猪带绦虫丝氨酸蛋白酶抑制剂B6基因的鉴定、表达及抗原性分析

中国寄生虫学与寄生虫病杂志

猪带绦虫丝氨酸蛋白酶抑制剂B6基因的鉴定、表达及抗原性分析

刘光学1，张少华1，郭爱疆1,2，侯俊玲1，魏艳玲1，王帅1，骆学农1,2*

1中国农业科学院兰州兽医研究所，家畜疫病病原生物学国家重点实验室，甘肃省动物寄生虫病重点实验室，兰州 730046；2江苏省动物重要疫病与人兽共患病防控协同创新中心, 扬州225009

出版日期:2016-08-30 发布日期:2016-11-07
基金资助:
国家自然科学基金（No. 31372433）

Identification, Expression and Antigenicity Analysis of Serpin B6 of Taenia solium

LIU Guang-xue1, ZHANG Shao-hua1, GUO Ai-jiang1,2, HOU Jun-ling1, WEI Yan-ling1, WANG Shuai1, LUO Xue-nong1,2*

1 State Key Laboratory of Veterinary Etiological Biology, Key Laboratory of Veterinary Parasitology of Gansu Province, Lanzhou Veterinary Research Institute, Chinese Academy of Agricultural Sciences, Lanzhou 730046, China; 2 Jiangsu Co-innovation Center for Prevention and Control of Important Animal Infectious Diseases and Zoonosis, Yangzhou 225009, China

Online:2016-08-30 Published:2016-11-07
Supported by:
Supported by the National Natural Science Foundation of China（No. 31372433）

摘要/Abstract

摘要：

目的鉴定、表达猪带绦虫（Taenia solium）丝氨酸蛋白酶抑制剂（Tsserpin B6），探索其作为诊断抗原的可行性。方法利用猪带绦虫基因组和转录组数据设计Tsserpin B6特异引物，RT-PCR扩增获得Tsserpin B6基因，对其DNA、氨基酸序列进行生物信息学分析，利用Clustal X1.83进行序列比对，并用MEGA 6.0进行系统进化分析。构建pET-30a-Tsserpin B6重组表达载体，在大肠埃希菌（Escherichia coli）BL21（DE3）中诱导表达。纯化表达的蛋白进行十二烷基硫酸钠-聚丙烯酰胺凝胶电泳（SDS-PAGE），用猪囊尾蚴阳性血清进行蛋白质印迹（Western blotting）鉴定。结果 Tsserpin B6开放阅读框为1 131 bp，编码376个氨基酸。其编码的氨基酸序列具有serpin较为保守的反应中心环和特征性结构域（NEEGAE和FTVDHPFLF），存在9个潜在的线性B淋巴细胞抗原表位。Tsserpin B6的表达产物相对分子质量（Mr）为53 000，主要以包涵体形式存在。Western blotting检测结果显示，所表达的蛋白可与猪囊尾蚴阳性血清发生特异性反应，在Mr 53 000处产生特异条带。结论克隆了Tsserpin B6基因，其表达产物能被猪囊尾蚴阳性血清所识别。

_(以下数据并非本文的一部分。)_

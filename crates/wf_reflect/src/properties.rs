use wf_value::{Value, ValueMap};

use crate::coerce::Coerce;
use crate::context::BindContext;
use crate::descriptor::{CoerceKind, FieldDescriptor};
use crate::error::ReflectError;
use crate::table::FieldTable;

// -----------------------------------------------------------------------------

/// A type whose fields are exposed as named, kinded properties.
///
/// Usually implemented with `#[derive(Properties)]`, which builds the
/// descriptor table from the struct's fields and wires the two accessors up
/// to them. Property indices refer to the declared table returned by
/// [`descriptors`](Properties::descriptors), in declaration order.
///
/// Manual implementations are possible but must keep the accessors and the
/// descriptor table consistent: `property(i)` must return the field
/// described by `descriptors()[i]` for every `i` in range.
pub trait Properties: Coerce + 'static {
    /// The type's name as it appears in logs and error messages.
    fn type_ident() -> &'static str;

    /// The declared property table, one entry per field in declaration
    /// order.
    fn descriptors() -> &'static [FieldDescriptor];

    /// Borrows the field at `index` in the declared table.
    fn property(&self, index: usize) -> Option<&dyn Coerce>;

    /// Mutably borrows the field at `index` in the declared table.
    fn property_mut(&mut self, index: usize) -> Option<&mut dyn Coerce>;

    /// Restricts which declared properties take part in conversion.
    ///
    /// When this returns `Some`, only the named properties are read and
    /// written; everything else behaves as if it were not declared. The
    /// result is consulted once per type, when the [`FieldTable`] entry is
    /// first built, and must not vary between instances.
    fn serializable_properties(&self) -> Option<Vec<&'static str>> {
        None
    }
}

// -----------------------------------------------------------------------------
// Conversion drivers, shared by generated `Coerce` impls.

fn out_of_sync<T: Properties>(name: &str) -> ReflectError {
    ReflectError::Coercion(format!(
        "`{}` does not expose declared property `{name}`",
        T::type_ident()
    ))
}

/// Converts a reflected object into a [`Value::Map`] of its properties.
///
/// Nil properties are skipped when the context says so, otherwise they are
/// emitted as explicit nulls. Entry order is exposure order.
pub fn object_to_value<T: Properties>(
    object: &T,
    cx: &mut BindContext,
) -> Result<Value, ReflectError> {
    let set = FieldTable::resolve(object);
    cx.enter()?;
    let mut map = ValueMap::with_capacity(set.len());
    for (descriptor, index) in set.entries() {
        let name = descriptor.name();
        let property = object.property(index).ok_or_else(|| out_of_sync::<T>(name))?;
        let value = property.to_value(cx).map_err(|e| e.annotate(name))?;
        if value.is_null() && cx.ignore_nil() {
            continue;
        }
        map.insert(name, value);
    }
    cx.leave();
    Ok(Value::Map(map))
}

/// Assigns the entries of a [`Value::Map`] onto a reflected object's
/// properties.
///
/// Keys with no exposed property are skipped or reported according to the
/// context. Properties absent from the map keep their current content. Null
/// entries are skipped when the context ignores nil, otherwise they are
/// assigned and nilable properties become nil.
pub fn object_assign_value<T: Properties>(
    object: &mut T,
    value: &Value,
    cx: &mut BindContext,
) -> Result<(), ReflectError> {
    let Value::Map(entries) = value else {
        return Err(ReflectError::Mismatch {
            expected: CoerceKind::Object,
            found: value.kind(),
        });
    };
    let set = FieldTable::resolve(object);
    cx.enter()?;
    for (key, entry) in entries.iter() {
        let Some(position) = set.position(key) else {
            if cx.ignore_unknown() {
                log::trace!("skipping unknown property `{key}` for `{}`", T::type_ident());
                continue;
            }
            return Err(ReflectError::UnknownProperty { name: key.to_owned() });
        };
        if entry.is_null() && cx.ignore_nil() {
            continue;
        }
        let index = match set.entry_at(position) {
            Some((_, index)) => index,
            None => return Err(out_of_sync::<T>(key)),
        };
        let property = object.property_mut(index).ok_or_else(|| out_of_sync::<T>(key))?;
        property.assign_value(entry, cx).map_err(|e| e.annotate(key))?;
    }
    cx.leave();
    Ok(())
}

// -----------------------------------------------------------------------------
// Tests

#[cfg(test)]
mod tests {
    use chrono::{DateTime, Utc};
    use wf_reflect_derive::Properties;
    use wf_value::{Value, ValueMap};

    use super::*;
    use crate::coerce::FromValue;
    use crate::descriptor::CoerceKind;
    use crate::error::ReflectError;

    #[derive(Properties, Default, PartialEq, Debug)]
    struct Inner {
        label: String,
        weight: f64,
    }

    #[derive(Properties, Default, PartialEq, Debug)]
    struct Outer {
        #[properties(rename = "innerObject")]
        inner: Inner,
        items: Vec<i64>,
        note: Option<String>,
        stamp: Option<DateTime<Utc>>,
        #[properties(skip)]
        scratch: usize,
    }

    fn sample() -> Outer {
        Outer {
            inner: Inner { label: "core".into(), weight: 1.5 },
            items: vec![3, 4],
            note: None,
            stamp: None,
            scratch: 77,
        }
    }

    #[test]
    fn declared_table_reflects_attributes() {
        let names: Vec<&str> = Outer::descriptors().iter().map(|d| d.name()).collect();
        assert_eq!(names, ["innerObject", "items", "note", "stamp"]);

        let kinds: Vec<CoerceKind> = Outer::descriptors().iter().map(|d| d.kind()).collect();
        assert_eq!(
            kinds,
            [CoerceKind::Object, CoerceKind::List, CoerceKind::Text, CoerceKind::Date]
        );
        assert!(Outer::descriptors()[2].is_nilable());
        assert!(!Outer::descriptors()[0].is_nilable());
    }

    #[test]
    fn nested_objects_convert_to_maps() {
        let mut cx = BindContext::default();
        let value = sample().to_value(&mut cx).unwrap();

        let map = value.as_map().unwrap();
        assert_eq!(map.len(), 2); // nil note and stamp skipped
        let inner = map.get("innerObject").and_then(Value::as_map).unwrap();
        assert_eq!(inner.get("label"), Some(&Value::Text("core".into())));
        assert_eq!(inner.get("weight"), Some(&Value::Float(1.5)));
        assert_eq!(
            map.get("items"),
            Some(&Value::List(vec![Value::Int(3), Value::Int(4)]))
        );
    }

    #[test]
    fn assign_rebuilds_nested_state() {
        let mut cx = BindContext::default();
        let value = sample().to_value(&mut cx).unwrap();

        let mut rebuilt = Outer::default();
        rebuilt.assign_value(&value, &mut cx).unwrap();
        // The skipped field keeps its default instead of the source's 77.
        assert_eq!(rebuilt, Outer { scratch: 0, ..sample() });
    }

    #[test]
    fn from_value_builds_from_default() {
        let mut cx = BindContext::default();
        let value = sample().to_value(&mut cx).unwrap();
        let built = Outer::from_value(&value, &mut cx).unwrap();
        assert_eq!(built.inner.label, "core");
        assert_eq!(built.items, [3, 4]);
    }

    #[test]
    fn unknown_keys_follow_policy() {
        let mut wire = ValueMap::new();
        wire.insert("bogus", Value::Int(1));
        let value = Value::Map(wire);

        let mut target = Inner::default();
        let mut lenient = BindContext::new(chrono::Offset::fix(&Utc), true, true);
        target.assign_value(&value, &mut lenient).unwrap();

        // Unknown keys are reported by default.
        let mut strict = BindContext::default();
        assert_eq!(
            target.assign_value(&value, &mut strict),
            Err(ReflectError::UnknownProperty { name: "bogus".into() })
        );
    }

    #[test]
    fn explicit_null_clears_nilable_property() {
        let mut wire = ValueMap::new();
        wire.insert("note", Value::Null);
        let value = Value::Map(wire);

        let mut target = Outer { note: Some("kept".into()), ..Outer::default() };

        // Ignored by default: the property keeps its value.
        let mut lenient = BindContext::default();
        target.assign_value(&value, &mut lenient).unwrap();
        assert_eq!(target.note, Some("kept".into()));

        // With nils honored the property is cleared.
        let mut honoring = BindContext::new(chrono::Offset::fix(&Utc), false, true);
        target.assign_value(&value, &mut honoring).unwrap();
        assert_eq!(target.note, None);
    }

    #[test]
    fn null_into_non_nilable_property_fails() {
        let mut wire = ValueMap::new();
        wire.insert("label", Value::Null);
        let mut target = Inner::default();

        let mut honoring = BindContext::new(chrono::Offset::fix(&Utc), false, true);
        let err = target.assign_value(&Value::Map(wire), &mut honoring);
        assert!(matches!(err, Err(ReflectError::Coercion(_))));
    }

    #[derive(Properties, Default)]
    #[properties(serializable("visible"))]
    struct Guarded {
        visible: i64,
        hidden: i64,
    }

    #[test]
    fn serializable_attribute_narrows_output() {
        let mut cx = BindContext::default();
        let guarded = Guarded { visible: 1, hidden: 2 };
        let value = guarded.to_value(&mut cx).unwrap();
        let map = value.as_map().unwrap();
        assert_eq!(map.len(), 1);
        assert_eq!(map.get("visible"), Some(&Value::Int(1)));
    }

    #[test]
    fn coercion_errors_name_the_property() {
        let mut cx = BindContext::default();
        let mut wire = ValueMap::new();
        wire.insert("weight", Value::Text("heavy".into()));

        let err = Inner::default().assign_value(&Value::Map(wire), &mut cx).unwrap_err();
        let message = err.to_string();
        assert!(message.contains("weight"), "unexpected message: {message}");
    }
}
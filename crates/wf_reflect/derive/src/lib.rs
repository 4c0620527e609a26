//! See [`derive Properties`](derive_properties).
#![cfg_attr(docsrs, feature(doc_cfg))]

use proc_macro::TokenStream;
use syn::{DeriveInput, parse_macro_input};

static PROPERTIES_ATTRIBUTE_NAME: &str = "properties";

// -----------------------------------------------------------------------------
// Modules

mod derive_data;
mod impls;

// -----------------------------------------------------------------------------
// Macros

/// # Property Reflection Derivation
///
/// `#[derive(Properties)]` implements the following traits for a struct
/// with named fields:
///
/// - `Kinded`, reporting the type as an object
/// - `Properties`, exposing one descriptor and accessor per field
/// - `Coerce`, converting through a map of the properties
/// - `FromValue`, building instances via `Default`
///
/// Every field type must implement `Kinded` and `Coerce`, which holds for
/// the standard leaf types, containers of them, and other derived types.
/// The type itself must implement [`Default`] so it can be constructed
/// during deserialization.
///
/// ```rust, ignore
/// #[derive(Properties, Default)]
/// struct Light {
///     name: String,
///     lumens: i64,
///     flicker: Option<f64>,
/// }
/// ```
///
/// ## Renaming and skipping fields
///
/// Wire names default to the field identifier. `rename` overrides that,
/// and `skip` hides a field from reflection entirely:
///
/// ```rust, ignore
/// #[derive(Properties, Default)]
/// struct Light {
///     #[properties(rename = "lightName")]
///     name: String,
///     #[properties(skip)]
///     cache: Option<ExpensiveHandle>,
/// }
/// ```
///
/// A skipped field keeps whatever `Default` gave it when an instance is
/// deserialized.
///
/// ## Restricting the serializable set
///
/// The type-level `serializable(...)` attribute narrows conversion to the
/// listed wire names, like overriding
/// [`serializable_properties`](../wf_reflect/trait.Properties.html):
///
/// ```rust, ignore
/// #[derive(Properties, Default)]
/// #[properties(serializable("name", "lumens"))]
/// struct Light {
///     name: String,
///     lumens: i64,
///     secret_token: String,
/// }
/// ```
///
/// ## Limitations
///
/// Generic types are not supported: the descriptor table is a `const` and
/// cannot name type parameters. Enums, tuple structs, and unit structs are
/// not supported either; the property model is named fields only.
#[proc_macro_derive(Properties, attributes(properties))]
pub fn derive_properties(input: TokenStream) -> TokenStream {
    let ast = parse_macro_input!(input as DeriveInput);

    let data = match derive_data::PropertyStruct::parse(&ast) {
        Ok(data) => data,
        Err(err) => return err.into_compile_error().into(),
    };

    impls::expand(&data).into()
}
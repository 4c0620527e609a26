use core::fmt;

// -----------------------------------------------------------------------------
// PathSegment

/// One step on the way from a tree root to a nested value.
///
/// Rendered as `[index]` for list positions and `.key` for map keys, so a
/// joined path reads like an access expression: `.items[2].name`.
#[derive(Debug, Clone, Copy, PartialEq, Eq)]
pub enum PathSegment<'a> {
    /// A position inside a [`Value::List`](crate::Value::List).
    Index(usize),
    /// A key inside a [`Value::Map`](crate::Value::Map).
    Key(&'a str),
}

impl fmt::Display for PathSegment<'_> {
    fn fmt(&self, f: &mut fmt::Formatter<'_>) -> fmt::Result {
        match self {
            PathSegment::Index(index) => write!(f, "[{index}]"),
            PathSegment::Key(key) => write!(f, ".{key}"),
        }
    }
}
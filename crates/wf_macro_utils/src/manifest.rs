use std::collections::BTreeMap;
use std::env;
use std::path::{Path, PathBuf};
use std::sync::{PoisonError, RwLock};
use std::time::SystemTime;

use toml_edit::{Document, Item, Table};

/// Locate an accessible [`syn::Path`] for another workspace crate as seen
/// from the caller's Cargo.toml.
///
/// Derive macros must emit paths that resolve in the *invoking* crate, and
/// that crate may depend on a `wf_*` member directly or only on the
/// `wireform` facade. This helper picks whichever is reachable.
///
/// # Example
///
/// ```rust
/// # use wf_macro_utils::Manifest;
/// let p: syn::Path = Manifest::shared(|m| m.get_crate_path("wf_reflect"));
/// ```
///
/// Reading and parsing the manifest is not cheap; call this once per macro
/// invocation and reuse the returned path.
///
/// # Resolution rules
///
/// 1. If the requested crate is listed in `dependencies`, return
///    `::crate_name`.
/// 2. If the requested name begins with `wf_` and the caller depends on
///    the facade crate `wireform`, return `::wireform::short_name`
///    (e.g. `wf_reflect` -> `::wireform::reflect`).
/// 3. Repeat steps 1-2 in `dev-dependencies`.
/// 4. Otherwise, fall back to the absolute path `::crate_name`.
///
/// ## Note
/// A crate referring to itself normally uses `crate::...`, while doctests
/// need the absolute `::crate_name`. Adding `extern crate self as wf_x;`
/// in the crate root lets both spellings work.
#[derive(Debug)]
pub struct Manifest {
    pub manifest: Document<Box<str>>,
    pub modified_time: SystemTime,
}

const FACADE_NAME: &str = "wireform";
const CRATE_PREFIX: &str = "wf_";

impl Manifest {
    // Try get `Cargo.toml` path.
    #[inline(never)]
    fn get_manifest_path() -> PathBuf {
        env::var_os("CARGO_MANIFEST_DIR")
            .map(|path| {
                let mut path = PathBuf::from(path);
                path.push("Cargo.toml");
                assert!(
                    path.exists(),
                    "Cargo manifest does not exist at path {}",
                    path.display(),
                );
                path
            })
            .expect("CARGO_MANIFEST_DIR should be auto-defined by cargo.")
    }

    #[inline(never)]
    fn get_manifest_modified_time(
        cargo_manifest_path: &Path,
    ) -> Result<SystemTime, std::io::Error> {
        std::fs::metadata(cargo_manifest_path).and_then(|metadata| metadata.modified())
    }

    #[inline(never)]
    fn read_manifest(path: &Path) -> Document<Box<str>> {
        let manifest = std::fs::read_to_string(path)
            .unwrap_or_else(|_| panic!("Unable to read cargo manifest: {}", path.display()))
            .into_boxed_str();
        Document::parse(manifest)
            .unwrap_or_else(|_| panic!("Failed to parse cargo manifest: {}", path.display()))
    }

    #[inline]
    fn parse_str<T: syn::parse::Parse>(path: &str) -> T {
        syn::parse_str(path).unwrap()
    }

    #[inline]
    fn find_in_deps(deps: &Table, name: &str) -> Option<syn::Path> {
        if deps.contains_key(name) {
            // This dependency exists in this crate
            return Some(Self::parse_str(&format!("::{name}")));
        }

        if let Some(module) = name.strip_prefix(CRATE_PREFIX)
            && deps.contains_key(FACADE_NAME)
        {
            let mut path = Self::parse_str::<syn::Path>(&format!("::{FACADE_NAME}"));
            path.segments.push(Self::parse_str(module));
            return Some(path);
        }

        None
    }

    /// Return a [`syn::Path`] for the package named `name` as resolved from
    /// this crate's Cargo.toml. See the top-level documentation for the
    /// resolution order and examples.
    #[inline(never)]
    pub fn get_crate_path(&self, name: &str) -> syn::Path {
        if let Some(Item::Table(deps)) = self.manifest.get("dependencies")
            && let Some(val) = Self::find_in_deps(deps, name)
        {
            return val;
        }

        if let Some(Item::Table(deps)) = self.manifest.get("dev-dependencies")
            && let Some(val) = Self::find_in_deps(deps, name)
        {
            return val;
        }

        Self::parse_str(&format!("::{name}"))
    }

    /// Obtain the [Manifest] of the caller's Cargo.toml.
    ///
    /// The parsed manifest is cached per path and refreshed when the file's
    /// modified time changes, so repeated macro expansions stay cheap.
    pub fn shared<R>(func: impl FnOnce(&Self) -> R) -> R {
        static MANIFESTS: RwLock<BTreeMap<PathBuf, Manifest>> = RwLock::new(BTreeMap::new());

        let manifest_path = Self::get_manifest_path();
        let modified_time = Self::get_manifest_modified_time(&manifest_path)
            .expect("The Cargo.toml should have a modified time.");

        let manifests = MANIFESTS.read().unwrap_or_else(PoisonError::into_inner);

        if let Some(manifest) = manifests.get(&manifest_path)
            && manifest.modified_time == modified_time
        {
            return func(manifest);
        }

        drop(manifests);

        let manifest = Manifest {
            manifest: Self::read_manifest(&manifest_path),
            modified_time,
        };

        let result = func(&manifest);

        MANIFESTS
            .write()
            .unwrap_or_else(PoisonError::into_inner)
            .insert(manifest_path, manifest);

        result
    }
}
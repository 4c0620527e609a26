use thiserror::Error;
use wf_value::ValueKind;

use crate::descriptor::CoerceKind;

/// An error produced while converting between native properties and
/// [`Value`](wf_value::Value) trees.
#[derive(Debug, Error, Clone, PartialEq, Eq)]
#[non_exhaustive]
pub enum ReflectError {
    /// The source value has the wrong shape for the target property.
    #[error("expected {expected} but found {found}")]
    Mismatch {
        /// The kind the property accepts.
        expected: CoerceKind,
        /// The kind the value actually had.
        found: ValueKind,
    },

    /// The value has the right shape but cannot be represented by the
    /// target, such as an integer out of range or an unparseable date.
    #[error("{0}")]
    Coercion(String),

    /// The source carried a key the target type does not declare.
    #[error("unknown property `{name}`")]
    UnknownProperty {
        /// The offending key.
        name: String,
    },

    /// Conversion recursed past [`MAX_BIND_DEPTH`](crate::MAX_BIND_DEPTH)
    /// levels, which usually means a runaway or cyclic object graph.
    #[error("nesting exceeds the {0} level limit")]
    TooDeep(usize),
}

impl ReflectError {
    /// Wraps `error` with the name of the property it occurred on.
    ///
    /// [`UnknownProperty`](ReflectError::UnknownProperty) already names its
    /// key and passes through untouched.
    pub(crate) fn annotate(self, name: &str) -> Self {
        match self {
            Self::UnknownProperty { .. } => self,
            other => Self::Coercion(format!("property `{name}`: {other}")),
        }
    }
}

关键词: 猪带绦虫, Tsserpin B6, 鉴定, 表达, 抗原性分析

Abstract:

Objective To identify and express serpin B6 of Taenia solium（Tsserpin B6） and explore its possible use as a diagnostic antigen. Methods Primers for Tsserpin B6 were designed according to T. solium genome and transcriptome data. The Tsserpin B6 gene was amplified from the total RNA of T. solium cysticercus and subsequently analyzed by bioinformatics. Multiple amino acid sequence alignments of Tsserpin B6 and other parasites serpins were created using the Clustal X1.83. Phylogenetic analyses were performed using the MEGA 6.0. The recombinant expression vector pET-30a-Tsserpin B6 was constructed and expressed in E. coli strain BL21 （DE3）. The expressed proteins were purified, isolated by SDS-PAGE, and analyzed by Western blotting using pig serum infected with T. solium cysticerci. Results The complete reading frame of Tsserpin B6 was 1 131 bp and encoded a protein of 376 amino acids. The encoded protein had a conservative reactive center loop and distinctive domains of NEEGAE and FTVDHPFLF, and harbored 9 potential linear B cell epitopes. The expressed products of Tsserpin B6 mainly existed as an inclusion body, and reacted with pig serum infected with T. solium, resulting in a specific band at the Mr 53 000. Conclusion The Tsserpin B6 gene was successfully cloned, and its expressed products can be recognized by pig serum infected with T. solium.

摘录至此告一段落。